Pessoas com deficiência, guerras e conflitos armados
Pessoas com deficiência já passam por situações corriqueiras que demandam uma boa dose de planejamento no dia-a-dia, como criar uma rota e recorrer ao transporte público para ir ao trabalho
Tudo muda quando nos encontramos em uma situação não planejada, uma emergência. O que fazer quando somos tirados da “zona de conforto” e as limitações se apresentam maiores que em um dia comum, fora do nosso controle?
Quando dito assim, é possível que venha à mente o cenário de um acidente de trânsito ou de trabalho – mais próximos à nossa realidade brasileira, em que, 14,9% das pessoas que sofrem um acidente de trânsito e 2,7% das pessoas que sofrem um acidente de trabalho ficam com sequelas permanentes, segundo a Pesquisa Nacional da Saúde (PNS) 2019 do IBGE -, mas e no caso de uma guerra, um conflito armado ou uma invasão?
Nesse post, a Freedom resgata dados e relatos sobre situações de guerra e conflito armado na perspectiva de pessoas com deficiência. Dessa forma, nele, você ainda vai encontrar um histórico sobre o tema no mundo e um panorama específico sobre o Brasil.
Vamos lá?
Conflitos armados e guerras
Conforme o relatório do Secretário-Geral da ONU, Ban Ki-moon, para a Cúpula Humanitária Mundial, de fevereiro de 2016, “One humanity: shared responsability”, guerras e conflitos armados estão cada vez mais presentes, duradouros e internacionalizados.
Ainda segundo o texto, cerca de um terço das guerras civis envolvem a presença de atores externos, seja direta ou indiretamente apoiando partes envolvidas nos conflitos, tornando-os mais “mortais e prolongados”.
Portanto, o envolvimento de mais atores significa uma pluralidade maior de interesses nos conflitos, tornando diligências de paz mais complexas e difíceis quando se trata de chegar a um denominador comum.

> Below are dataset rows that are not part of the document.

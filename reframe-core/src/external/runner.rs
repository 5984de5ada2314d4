// ============================================================================
// reframe-core/src/external/runner.rs
// ============================================================================
//
// PROCESS EXECUTION: The seam between the pipeline and external programs
//
// Every ffmpeg and ffprobe invocation goes through the `CommandRunner` trait so
// that probing, encoding and dependency checks can be exercised in tests with
// `MockCommandRunner` instead of real binaries.
//
// `SystemCommandRunner` spawns the program with piped output, drains stdout
// and stderr on scoped reader threads, and polls the child every 100 ms so a
// timeout or a cancel request can kill it. Stderr is split on both `\r` and
// `\n` because ffmpeg rewrites its progress line in place.

use crate::error::{CoreError, CoreResult, command_start_error, command_wait_error};

use std::collections::VecDeque;
use std::io::Read;
use std::path::Path;
use std::process::{Command, Stdio};
use std::sync::Arc;
use std::sync::atomic::{AtomicBool, Ordering};
use std::thread;
use std::time::{Duration, Instant};

/// How often a running child is checked for exit, timeout and cancellation.
const POLL_INTERVAL: Duration = Duration::from_millis(100);

/// Stderr lines retained per invocation; older lines are discarded.
const STDERR_BUFFER_LINES: usize = 200;

// ============================================================================
// CANCELLATION
// ============================================================================

/// Shared flag that asks running and pending work to stop.
#[derive(Debug, Clone, Default)]
pub struct CancelFlag(Arc<AtomicBool>);

impl CancelFlag {
    pub fn new() -> Self {
        Self::default()
    }

    pub fn cancel(&self) {
        self.0.store(true, Ordering::SeqCst);
    }

    pub fn is_cancelled(&self) -> bool {
        self.0.load(Ordering::SeqCst)
    }
}

// ============================================================================
// RUNNER TYPES
// ============================================================================

/// Per-invocation controls.
#[derive(Default, Clone, Copy)]
pub struct RunOptions<'a> {
    /// Kill the process once it has run this long
    pub timeout: Option<Duration>,
    /// Kill the process as soon as this flag is raised
    pub cancel: Option<&'a CancelFlag>,
    /// Called for every stderr line as it arrives
    pub on_stderr_line: Option<&'a (dyn Fn(&str) + Sync)>,
}

impl<'a> RunOptions<'a> {
    pub fn with_timeout(timeout: Duration) -> Self {
        Self {
            timeout: Some(timeout),
            ..Self::default()
        }
    }
}

/// What a finished process left behind.
#[derive(Debug, Clone, Default, PartialEq, Eq)]
pub struct CommandOutput {
    /// `None` when the process was terminated by a signal
    pub exit_code: Option<i32>,
    pub stdout: String,
    /// The most recent stderr lines, newline-joined
    pub stderr: String,
}

impl CommandOutput {
    pub fn success(&self) -> bool {
        self.exit_code == Some(0)
    }

    /// Human-readable exit status for error messages.
    pub fn status_description(&self) -> String {
        match self.exit_code {
            Some(code) => format!("exit code {code}"),
            None => "termination by signal".to_string(),
        }
    }
}

/// Runs an external program to completion.
///
/// A non-zero exit is not an error at this level; callers inspect
/// [`CommandOutput::exit_code`]. Errors are reserved for launch failures,
/// wait failures, timeouts and cancellation.
pub trait CommandRunner: Send + Sync {
    fn run(&self, program: &Path, args: &[String], options: &RunOptions<'_>) -> CoreResult<CommandOutput>;
}

/// Short name of a program for logs and error messages.
pub fn program_name(program: &Path) -> String {
    program
        .file_name()
        .map(|name| name.to_string_lossy().into_owned())
        .unwrap_or_else(|| program.display().to_string())
}

/// Renders a command line the way a shell user would type it.
pub fn format_command_line(program: &Path, args: &[String]) -> String {
    std::iter::once(program.display().to_string())
        .chain(args.iter().cloned())
        .map(|part| {
            if part.is_empty() || part.contains(|c: char| c.is_whitespace() || c == '\'' || c == '"') {
                format!("'{}'", part.replace('\'', r"'\''"))
            } else {
                part
            }
        })
        .collect::<Vec<_>>()
        .join(" ")
}

// ============================================================================
// SYSTEM RUNNER
// ============================================================================

/// Runs programs with `std::process::Command`.
#[derive(Debug, Clone, Copy, Default)]
pub struct SystemCommandRunner;

enum Termination {
    Exited(Option<i32>),
    TimedOut(Duration),
    Cancelled,
}

impl CommandRunner for SystemCommandRunner {
    fn run(&self, program: &Path, args: &[String], options: &RunOptions<'_>) -> CoreResult<CommandOutput> {
        let name = program_name(program);
        log::debug!("Running: {}", format_command_line(program, args));

        let mut child = Command::new(program)
            .args(args)
            .stdin(Stdio::null())
            .stdout(Stdio::piped())
            .stderr(Stdio::piped())
            .spawn()
            .map_err(|e| command_start_error(name.clone(), e))?;

        let stdout = child.stdout.take();
        let stderr = child.stderr.take();
        let on_line = options.on_stderr_line;
        let started = Instant::now();

        let (termination, stdout, stderr) = thread::scope(|scope| {
            let stdout_reader = scope.spawn(move || {
                let mut text = String::new();
                if let Some(mut pipe) = stdout {
                    let mut bytes = Vec::new();
                    if pipe.read_to_end(&mut bytes).is_ok() {
                        text = String::from_utf8_lossy(&bytes).into_owned();
                    }
                }
                text
            });
            let stderr_reader = scope.spawn(move || match stderr {
                Some(pipe) => read_stderr_lines(pipe, on_line),
                None => VecDeque::new(),
            });

            let termination = loop {
                match child.try_wait() {
                    // A terminal interrupt reaches the child too; report it as cancelled
                    Ok(Some(status)) if !status.success() && options.cancel.is_some_and(CancelFlag::is_cancelled) => {
                        break Ok(Termination::Cancelled);
                    }
                    Ok(Some(status)) => break Ok(Termination::Exited(status.code())),
                    Ok(None) => {}
                    Err(e) => {
                        let _ = child.kill();
                        let _ = child.wait();
                        break Err(command_wait_error(name.clone(), e));
                    }
                }

                if options.cancel.is_some_and(CancelFlag::is_cancelled) {
                    let _ = child.kill();
                    let _ = child.wait();
                    break Ok(Termination::Cancelled);
                }

                if let Some(limit) = options.timeout {
                    if started.elapsed() >= limit {
                        let _ = child.kill();
                        let _ = child.wait();
                        break Ok(Termination::TimedOut(limit));
                    }
                }

                thread::sleep(POLL_INTERVAL);
            };

            let stdout = stdout_reader.join().unwrap_or_default();
            let stderr = stderr_reader.join().unwrap_or_default();
            (termination, stdout, stderr)
        });

        match termination? {
            Termination::Exited(exit_code) => {
                log::debug!("{} finished in {:.1}s ({:?})", name, started.elapsed().as_secs_f64(), exit_code);
                Ok(CommandOutput {
                    exit_code,
                    stdout,
                    stderr: Vec::from(stderr).join("\n"),
                })
            }
            Termination::TimedOut(limit) => {
                log::warn!("{} killed after exceeding {}s", name, limit.as_secs());
                Err(CoreError::CommandTimeout(name, limit.as_secs()))
            }
            Termination::Cancelled => {
                log::debug!("{} killed on cancel request", name);
                Err(CoreError::Cancelled(name))
            }
        }
    }
}

/// Reads stderr to EOF, splitting on `\r` and `\n`, forwarding each line and
/// keeping the most recent ones.
fn read_stderr_lines(mut pipe: impl Read, on_line: Option<&(dyn Fn(&str) + Sync)>) -> VecDeque<String> {
    let mut kept = VecDeque::with_capacity(STDERR_BUFFER_LINES);
    let mut pending = Vec::new();
    let mut chunk = [0u8; 4096];

    let flush = |pending: &mut Vec<u8>, kept: &mut VecDeque<String>| {
        if pending.is_empty() {
            return;
        }
        let line = String::from_utf8_lossy(pending).trim_end().to_string();
        pending.clear();
        if line.is_empty() {
            return;
        }
        if let Some(callback) = on_line {
            callback(&line);
        }
        if kept.len() == STDERR_BUFFER_LINES {
            kept.pop_front();
        }
        kept.push_back(line);
    };

    loop {
        let read = match pipe.read(&mut chunk) {
            Ok(0) | Err(_) => break,
            Ok(n) => n,
        };
        for &byte in &chunk[..read] {
            if byte == b'\n' || byte == b'\r' {
                flush(&mut pending, &mut kept);
            } else {
                pending.push(byte);
            }
        }
    }
    flush(&mut pending, &mut kept);
    kept
}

Uma vez que os conflitos acontecem, cada vez mais, também nos centros urbanos, o impacto na vida civil se torna incalculável e os primeiros a sofrerem com a perda de direitos são grupos minoritários com demandas específicas, como as populações de pessoas com deficiência.
Os efeitos das guerras para as populações com deficiência
Segundo o documento do encontro Arria da ONU (encontro informal envolvendo alguns membros do conselho de segurança da organização das nações unidas e eventuais missões de países convidados), publicado em dezembro de 2018, há cerca de 1 bilhão de pessoas com deficiência no mundo, montante que representa 15% da população global.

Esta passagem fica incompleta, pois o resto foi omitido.